# Allied Cycle Works launches long-lasting "Gravel Wax" chain lube



## harryman (Nov 14, 2014)

This stuff is awesome! Keeps my gravel nice and shiny!


----------



## duriel (Oct 10, 2013)

The guy in the picture lubing the chain, is NOT ALLOWED TO TOUCH MY BIKE!!!!


----------



## Josh Patterson (Apr 29, 2007)

duriel said:


> The guy in the picture lubing the chain, is NOT ALLOWED TO TOUCH MY BIKE!!!!

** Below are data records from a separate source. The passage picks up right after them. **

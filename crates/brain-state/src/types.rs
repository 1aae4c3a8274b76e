//! Domain types for the Brain state store.
//!
//! These types represent persisted state entries, the outcome of writes and
//! batched operations, and the flat legacy records that predate namespacing.

use serde::{Deserialize, Serialize};
use std::collections::BTreeMap;
use std::fmt;
use std::str::FromStr;

use crate::error::{StateError, StateResult};

/// Auxiliary per-entry bookkeeping.
pub type Metadata = BTreeMap<String, serde_json::Value>;

/// Namespace that receives legacy records without a usable type.
pub const GENERAL_NAMESPACE: &str = "general";

/// Longest namespace accepted by the store, in bytes.
pub const MAX_NAMESPACE_LEN: usize = 64;

/// Read selectors meaning "every namespace"; never valid as a namespace.
pub const RESERVED_SELECTORS: [&str; 2] = ["any", "all"];

// ── Categories ────────────────────────────────────────────────────

/// The well-known namespaces.
#[derive(Debug, Clone, Copy, PartialEq, Eq, Hash, PartialOrd, Ord, Serialize, Deserialize)]
#[serde(rename_all = "snake_case")]
pub enum Category {
    System,
    Project,
    Config,
    Cache,
    Session,
}

impl Category {
    pub const ALL: [Category; 5] = [
        Category::System,
        Category::Project,
        Category::Config,
        Category::Cache,
        Category::Session,
    ];

    pub fn as_str(&self) -> &'static str {
        match self {
            Category::System => "system",
            Category::Project => "project",
            Category::Config => "config",
            Category::Cache => "cache",
            Category::Session => "session",
        }
    }

    /// Volatile categories are the only ones that may be bulk-cleared.
    pub fn is_volatile(&self) -> bool {
        matches!(self, Category::Cache | Category::Session)
    }
}

impl fmt::Display for Category {
    fn fmt(&self, f: &mut fmt::Formatter<'_>) -> fmt::Result {
        f.write_str(self.as_str())
    }
}

impl FromStr for Category {
    type Err = StateError;

    fn from_str(s: &str) -> StateResult<Self> {
        Category::ALL
            .into_iter()
            .find(|c| c.as_str() == s)
            .ok_or_else(|| StateError::InvalidArgument(format!("unknown category '{s}'")))
    }
}

// ── Scope ─────────────────────────────────────────────────────────

/// Which namespaces a read considers.
#[derive(Debug, Clone, PartialEq, Eq)]
pub enum Scope {
    /// Every namespace (`"any"` for lookups, `"all"` for listings).
    All,
    Namespace(String),
}

impl Scope {
    /// Parse a caller-supplied selector. `"any"` and `"all"` select every namespace.
    pub fn parse(selector: &str) -> StateResult<Self> {
        match selector {
            s if RESERVED_SELECTORS.contains(&s) => Ok(Scope::All),
            ns => {
                validate_namespace(ns)?;
                Ok(Scope::Namespace(ns.to_string()))
            }
        }
    }

    pub fn namespace(namespace: impl Into<String>) -> Self {
        Scope::Namespace(namespace.into())
    }
}

impl From<Category> for Scope {
    fn from(category: Category) -> Self {
        Scope::Namespace(category.as_str().to_string())
    }
}

// ── Entries ───────────────────────────────────────────────────────

/// A single versioned entry, identified by `(namespace, key)`.
#[derive(Debug, Clone, Serialize, Deserialize, PartialEq)]
pub struct StateEntry {
    pub namespace: String,
    pub key: String,
    /// Opaque payload. Callers own its encoding.
    pub value: String,
    /// 1 on creation, +1 on every write.
    pub version: u64,
    /// Unix timestamp (microseconds) of the first insertion.
    pub created_at: u64,
    /// Unix timestamp (microseconds) of the latest write.
    pub updated_at: u64,
    #[serde(default)]
    pub metadata: Metadata,
}

impl StateEntry {
    /// Build the composite key for the entries table.
    pub fn table_key(&self) -> String {
        entry_key(&self.namespace, &self.key)
    }
}

/// Composite key `{namespace}/{key}`.
pub fn entry_key(namespace: &str, key: &str) -> String {
    format!("{namespace}/{key}")
}

/// What a successful `set` reports back.
#[derive(Debug, Clone, Serialize, Deserialize, PartialEq)]
pub struct WriteReceipt {
    pub namespace: String,
    pub key: String,
    pub version: u64,
    pub created_at: u64,
    pub updated_at: u64,
}

impl From<&StateEntry> for WriteReceipt {
    fn from(entry: &StateEntry) -> Self {
        WriteReceipt {
            namespace: entry.namespace.clone(),
            key: entry.key.clone(),
            version: entry.version,
            created_at: entry.created_at,
            updated_at: entry.updated_at,
        }
    }
}

// ── Transactions ──────────────────────────────────────────────────

/// One step of an atomic batch.
#[derive(Debug, Clone, PartialEq)]
pub enum StateOp {
    Set {
        namespace: String,
        key: String,
        value: String,
    },
    Delete {
        namespace: String,
        key: String,
    },
}

impl StateOp {
    pub fn set(namespace: impl Into<String>, key: impl Into<String>, value: impl Into<String>) -> Self {
        StateOp::Set {
            namespace: namespace.into(),
            key: key.into(),
            value: value.into(),
        }
    }

    pub fn delete(namespace: impl Into<String>, key: impl Into<String>) -> Self {
        StateOp::Delete {
            namespace: namespace.into(),
            key: key.into(),
        }
    }

    pub fn action(&self) -> OpAction {
        match self {
            StateOp::Set { .. } => OpAction::Set,
            StateOp::Delete { .. } => OpAction::Delete,
        }
    }

    pub fn namespace(&self) -> &str {
        match self {
            StateOp::Set { namespace, .. } | StateOp::Delete { namespace, .. } => namespace,
        }
    }

    pub fn key(&self) -> &str {
        match self {
            StateOp::Set { key, .. } | StateOp::Delete { key, .. } => key,
        }
    }
}

#[derive(Debug, Clone, Copy, PartialEq, Eq, Serialize, Deserialize)]
#[serde(rename_all = "snake_case")]
pub enum OpAction {
    Set,
    Delete,
}

impl fmt::Display for OpAction {
    fn fmt(&self, f: &mut fmt::Formatter<'_>) -> fmt::Result {
        match self {
            OpAction::Set => f.write_str("set"),
            OpAction::Delete => f.write_str("delete"),
        }
    }
}

/// Per-operation result of a committed batch.
///
/// `success` is false only for a delete whose key did not exist.
#[derive(Debug, Clone, Serialize, Deserialize, PartialEq)]
pub struct OpOutcome {
    pub action: OpAction,
    pub namespace: String,
    pub key: String,
    pub success: bool,
    #[serde(skip_serializing_if = "Option::is_none")]
    pub version: Option<u64>,
}

// ── Legacy records ────────────────────────────────────────────────

/// A flat, un-namespaced memory record.
#[derive(Debug, Clone, Serialize, Deserialize, PartialEq)]
pub struct LegacyMemory {
    pub key: String,
    pub value: String,
    #[serde(rename = "type", default, skip_serializing_if = "Option::is_none")]
    pub memory_type: Option<String>,
    /// Raw JSON text, as the legacy table stored it.
    #[serde(default, skip_serializing_if = "Option::is_none")]
    pub metadata: Option<String>,
    #[serde(default)]
    pub created_at: u64,
    #[serde(default)]
    pub updated_at: u64,
}

// ── Stats ─────────────────────────────────────────────────────────

#[derive(Debug, Clone, Default, Serialize, Deserialize, PartialEq)]
pub struct StoreStats {
    pub total_entries: u64,
    /// Entry count per namespace, in namespace order.
    pub namespaces: BTreeMap<String, u64>,
    pub legacy_memories: u64,
    /// Legacy record count per type; untyped records count as `general`.
    pub legacy_types: BTreeMap<String, u64>,
}

// ── Validation ────────────────────────────────────────────────────

pub fn validate_key(key: &str) -> StateResult<()> {
    if key.is_empty() {
        return Err(StateError::InvalidArgument("key must not be empty".to_string()));
    }
    Ok(())
}

pub fn validate_namespace(namespace: &str) -> StateResult<()> {
    if namespace.is_empty() {
        return Err(StateError::InvalidArgument(
            "namespace must not be empty".to_string(),
        ));
    }
    if namespace.len() > MAX_NAMESPACE_LEN {
        return Err(StateError::InvalidArgument(format!(
            "namespace longer than {MAX_NAMESPACE_LEN} bytes"
        )));
    }
    if RESERVED_SELECTORS.contains(&namespace) {
        return Err(StateError::InvalidArgument(format!(
            "'{namespace}' is a reserved selector, not a namespace"
        )));
    }
    if namespace.contains('/') || namespace.chars().any(char::is_whitespace) {
        return Err(StateError::InvalidArgument(format!(
            "namespace '{namespace}' contains '/' or whitespace"
        )));
    }
    Ok(())
}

I'm not sure he's even housebroken.


----------



## DaveG (Feb 4, 2004)

harryman said:


> This stuff is awesome! Keeps my gravel nice and shiny!
> View attachment 479423


That is some nice looking gravel. I might even try this on my bike


----------



## Marc (Jan 23, 2005)

> GRAX is short for gravel wax. This wax-based lubricant is markedly different from anything on the market due to two primary performance properties – its ability to repel water and wattage expenditure both in dry and muddy conditions. It exists to run fast, shave watts, and reduce drag over long distances for racers of all disciplines


Maybe I'm old....but I thought the point of chain lubrication was...you know...lubrication....


----------



## No Time Toulouse (Sep 7, 2016)

Man, that's some EXPENSIVE lube....


----------



## curtw (Mar 27, 2004)

they're really targeting those with $$ to spare. The "Grax pack with factory treated chain" is available for six 12-speed chains, and two 11-speeds. Not a single 10 on the list. I live in flat, flat Houston, and have never thought there was any value in "upgrading" above 10. Heck, seven was great when I was in my 20's!


----------